NA RYNKACH – WARZYWA I OWOCE

    Maj to miesiąc warzyw. Na rynku pojawiły się pierwsze szparagi, kalafiory, brokuły, fasola szparagowa. W większości były to warzywa spod osłon. Ceny tych produktów są znacznie wyższe niż tych samych warzyw, które pojawią się później z upraw polowych. Wiosna jest dla producentów warzyw walką z czasem — najwięcej można zarobić, gdy jest się pierwszym na rynku. W tym roku długa i mroźna zima pokrzyżowała jednak plany. Wiele warzyw trafiło do sprzedaży z 2-, 3-tygodniowym opóźnieniem. Ciepła wiosna pozwoliła częściowo nadgonić stracony czas. Choć młode, tegoroczne warzywa "wystartowały" w tym roku od wysokich notowań, okres obowiązywania takich cen był krótki i szybko zaczęły się obniżać. Najlepsze ceny na początku maja (w grupie warzyw) uzyskiwali producenci kalafiorów oraz brokułów. Ceny pomidorów spod osłon spadły do 30–60 zł za 6-kg skrzynkę. Choć pomidory w Niemczech były tanie, polski rynek chroniły wysokie cła zaporowe wykluczające import.

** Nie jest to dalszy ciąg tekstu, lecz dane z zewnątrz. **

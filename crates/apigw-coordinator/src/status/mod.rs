// Copyright (C) 2025 SyncMyOrders Sp. z o.o.
// SPDX-License-Identifier: AGPL-3.0-or-later
//! Draft/publish lifecycle of gateway configuration resources.
//!
//! Every managed resource (route, service, upstream, consumer, ...) carries a
//! [`ResourceStatus`]. Edits move it into a draft status; publishing or
//! reverting brings it back to `success`. [`StatusMachine`] decides whether a
//! requested [`OperationType`] is legal for a resource and what status results,
//! without touching storage.
//!
//! # Transition Table
//!
//! ```text
//!  (none) ──create──► create_draft ──publish──► success
//!                        │  ▲                    │  │
//!                  delete│  └──update (no-op)    │  │update
//!                        ▼                 delete│  ▼
//!                     (none)                     │ update_draft ──publish/revert──► success
//!                                                ▼
//!                                          delete_draft ──publish/revert──► success
//! ```

mod guard;
mod machine;

pub use guard::{DEFAULT_DEMO_WARN_MSG, DemoConfig, PlatformGuard};
pub use machine::StatusMachine;

use std::fmt;
use std::str::FromStr;

use serde::{Deserialize, Serialize};

/// Lifecycle status of a managed resource.
#[derive(Debug, Clone, Copy, PartialEq, Eq, Hash, Default, Serialize, Deserialize)]
pub enum ResourceStatus {
    /// No row, or unmanaged. Treated as deleted / non-existent.
    #[default]
    #[serde(rename = "")]
    None,
    /// Created but not yet published.
    #[serde(rename = "create_draft")]
    CreateDraft,
    /// Edited since the last publish.
    #[serde(rename = "update_draft")]
    UpdateDraft,
    /// Marked for deletion, not yet published.
    #[serde(rename = "delete_draft")]
    DeleteDraft,
    /// Matches the published configuration.
    #[serde(rename = "success")]
    Success,
}

impl ResourceStatus {
    /// All statuses, including [`ResourceStatus::None`].
    pub const ALL: [ResourceStatus; 5] = [
        ResourceStatus::None,
        ResourceStatus::CreateDraft,
        ResourceStatus::UpdateDraft,
        ResourceStatus::DeleteDraft,
        ResourceStatus::Success,
    ];

    /// Stored string value of the status.
    pub fn as_str(&self) -> &'static str {
        match self {
            ResourceStatus::None => "",
            ResourceStatus::CreateDraft => "create_draft",
            ResourceStatus::UpdateDraft => "update_draft",
            ResourceStatus::DeleteDraft => "delete_draft",
            ResourceStatus::Success => "success",
        }
    }

    /// Whether the resource is pending publication.
    pub fn is_draft(&self) -> bool {
        matches!(
            self,
            ResourceStatus::CreateDraft | ResourceStatus::UpdateDraft | ResourceStatus::DeleteDraft
        )
    }
}

impl fmt::Display for ResourceStatus {
    fn fmt(&self, f: &mut fmt::Formatter<'_>) -> fmt::Result {
        f.write_str(self.as_str())
    }
}

impl FromStr for ResourceStatus {
    type Err = StatusError;

    fn from_str(s: &str) -> Result<Self, Self::Err> {
        match s {
            "" => Ok(ResourceStatus::None),
            "create_draft" => Ok(ResourceStatus::CreateDraft),
            "update_draft" => Ok(ResourceStatus::UpdateDraft),
            "delete_draft" => Ok(ResourceStatus::DeleteDraft),
            "success" => Ok(ResourceStatus::Success),
            other => Err(StatusError::UnknownStatus(other.to_string())),
        }
    }
}

/// Operation requested against a resource.
#[derive(Debug, Clone, Copy, PartialEq, Eq, Hash, Serialize, Deserialize)]
#[serde(rename_all = "snake_case")]
pub enum OperationType {
    /// Create a new resource.
    Create,
    /// Edit an existing resource.
    Update,
    /// Delete a resource.
    Delete,
    /// Discard pending draft changes.
    Revert,
    /// Push the draft to the gateway.
    Publish,
}

impl OperationType {
    /// All operations.
    pub const ALL: [OperationType; 5] = [
        OperationType::Create,
        OperationType::Update,
        OperationType::Delete,
        OperationType::Revert,
        OperationType::Publish,
    ];

    /// Event name of the operation.
    pub fn as_str(&self) -> &'static str {
        match self {
            OperationType::Create => "create",
            OperationType::Update => "update",
            OperationType::Delete => "delete",
            OperationType::Revert => "revert",
            OperationType::Publish => "publish",
        }
    }
}

impl fmt::Display for OperationType {
    fn fmt(&self, f: &mut fmt::Formatter<'_>) -> fmt::Result {
        f.write_str(self.as_str())
    }
}

impl FromStr for OperationType {
    type Err = StatusError;

    fn from_str(s: &str) -> Result<Self, Self::Err> {
        match s {
            "create" => Ok(OperationType::Create),
            "update" => Ok(OperationType::Update),
            "delete" => Ok(OperationType::Delete),
            "revert" => Ok(OperationType::Revert),
            "publish" => Ok(OperationType::Publish),
            other => Err(StatusError::UnknownOperation(other.to_string())),
        }
    }
}

/// Minimal view of a resource, built fresh by the caller for every check.
#[derive(Debug, Clone, PartialEq, Eq)]
pub struct ResourceSnapshot {
    /// Opaque resource identifier.
    pub id: String,
    /// Status currently persisted for the resource.
    pub status: ResourceStatus,
}

impl ResourceSnapshot {
    /// Snapshot of an existing resource.
    pub fn new(id: impl Into<String>, status: ResourceStatus) -> Self {
        Self {
            id: id.into(),
            status,
        }
    }

    /// Snapshot of a resource that has no row yet.
    pub fn absent(id: impl Into<String>) -> Self {
        Self::new(id, ResourceStatus::None)
    }

    /// Whether the resource counts as non-existent.
    pub fn is_absent(&self) -> bool {
        self.status == ResourceStatus::None
    }
}

/// One row of the transition table.
#[derive(Debug, Clone, Copy, PartialEq, Eq)]
pub struct Transition {
    /// Status the resource must be in.
    pub from: ResourceStatus,
    /// Requested operation.
    pub operation: OperationType,
    /// Resulting status.
    pub to: ResourceStatus,
}

const fn t(from: ResourceStatus, operation: OperationType, to: ResourceStatus) -> Transition {
    Transition {
        from,
        operation,
        to,
    }
}

/// Legal transitions. Identity transitions are not listed; the machine handles
/// the `update` no-op itself.
static TRANSITIONS: [Transition; 9] = [
    t(ResourceStatus::None, OperationType::Create, ResourceStatus::CreateDraft),
    t(ResourceStatus::Success, OperationType::Delete, ResourceStatus::DeleteDraft),
    t(ResourceStatus::CreateDraft, OperationType::Delete, ResourceStatus::None),
    t(ResourceStatus::Success, OperationType::Update, ResourceStatus::UpdateDraft),
    t(ResourceStatus::UpdateDraft, OperationType::Revert, ResourceStatus::Success),
    t(ResourceStatus::DeleteDraft, OperationType::Revert, ResourceStatus::Success),
    t(ResourceStatus::UpdateDraft, OperationType::Publish, ResourceStatus::Success),
    t(ResourceStatus::CreateDraft, OperationType::Publish, ResourceStatus::Success),
    t(ResourceStatus::DeleteDraft, OperationType::Publish, ResourceStatus::Success),
];

/// The static transition table.
pub fn transitions() -> &'static [Transition] {
    &TRANSITIONS
}

/// Look up the destination of `operation` from `from`, if the table allows it.
pub fn lookup(from: ResourceStatus, operation: OperationType) -> Option<ResourceStatus> {
    TRANSITIONS
        .iter()
        .find(|tr| tr.from == from && tr.operation == operation)
        .map(|tr| tr.to)
}

/// Status check failures. All are user-facing and not retryable.
#[derive(Debug, Clone, PartialEq, Eq, thiserror::Error)]
pub enum StatusError {
    /// The resource is on the demo-mode protection list.
    #[error("{warn_msg}: resource '{resource_id}' is protected, create your own resource to try this operation")]
    DemoProtected {
        /// Protected resource.
        resource_id: String,
        /// Configured demo-mode warning.
        warn_msg: String,
    },

    /// The gateway is in read-only mode.
    #[error("gateway is read-only, changes are not allowed")]
    ReadOnly,

    /// No legal transition exists.
    #[error("operation '{operation}' is not allowed for a resource in status '{}'", display_status(.from))]
    IllegalTransition {
        /// Current status.
        from: ResourceStatus,
        /// Requested operation.
        operation: OperationType,
    },

    /// A stored status value is not recognised.
    #[error("unknown resource status: {0}")]
    UnknownStatus(String),

    /// An operation name is not recognised.
    #[error("unknown operation: {0}")]
    UnknownOperation(String),
}

fn display_status(status: &ResourceStatus) -> &'static str {
    match status {
        ResourceStatus::None => "none",
        other => other.as_str(),
    }
}

#[cfg(test)]
mod tests {
    use super::*;

    #[test]
    fn test_status_round_trips_through_str() {
        for status in ResourceStatus::ALL {
            assert_eq!(status.as_str().parse::<ResourceStatus>().unwrap(), status);
        }
        assert!("conflict".parse::<ResourceStatus>().is_err());
    }

    #[test]
    fn test_status_serde_uses_stored_values() {
        assert_eq!(
            serde_json::to_string(&ResourceStatus::None).unwrap(),
            "\"\""
        );
        assert_eq!(
            serde_json::from_str::<ResourceStatus>("\"delete_draft\"").unwrap(),
            ResourceStatus::DeleteDraft
        );
        assert_eq!(
            serde_json::to_string(&OperationType::Publish).unwrap(),
            "\"publish\""
        );
    }

    #[test]
    fn test_table_has_no_identity_rows() {
        for tr in transitions() {
            assert_ne!(tr.from, tr.to, "identity transition in table: {:?}", tr);
        }
    }

    #[test]
    fn test_lookup() {
        assert_eq!(
            lookup(ResourceStatus::None, OperationType::Create),
            Some(ResourceStatus::CreateDraft)
        );
        assert_eq!(
            lookup(ResourceStatus::CreateDraft, OperationType::Delete),
            Some(ResourceStatus::None)
        );
        assert_eq!(lookup(ResourceStatus::Success, OperationType::Create), None);
        assert_eq!(lookup(ResourceStatus::Success, OperationType::Revert), None);
    }

    #[test]
    fn test_illegal_transition_message() {
        let err = StatusError::IllegalTransition {
            from: ResourceStatus::None,
            operation: OperationType::Delete,
        };
        assert_eq!(
            err.to_string(),
            "operation 'delete' is not allowed for a resource in status 'none'"
        );
    }

    #[test]
    fn test_snapshot_absent() {
        let snapshot = ResourceSnapshot::absent("route-1");
        assert!(snapshot.is_absent());
        assert!(!ResourceSnapshot::new("route-1", ResourceStatus::Success).is_absent());
    }
}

    Maj można także nazwać miesiącem szparagów, których najwięcej uprawia się w Wielkopolsce. Na rynku hurtowym w Poznaniu pojawiły się więc ich ogromne ilości, w innych miastach szparagów było mniej, co ujawniało się brakiem ciągłości dostaw. Na dużą podaż szparagów w Poznaniu wpłynęły ciepłe dni i noce, które spowodowały gwałtowny wysyp i spadek notowań. Pojawiła się także okresowo fasola szparagowa spod osłon, której ceny dochodziły do 20 zł/kg.

    Rynek młodych warzyw ożywił się też w Niemczech. Głównymi dostawcami są tam Hiszpanie i Holendrzy (pomidory, ogórki, warzywa kapustne), Francuzi i Włosi (kalafiory i inne młode warzywa kapustne). Z polskich produktów na niemieckich rynkach prym wiodły szparagi (głównie z Wielkopolski i województwa lubuskiego) oferowane po 1,7– 2,5 euro/kg.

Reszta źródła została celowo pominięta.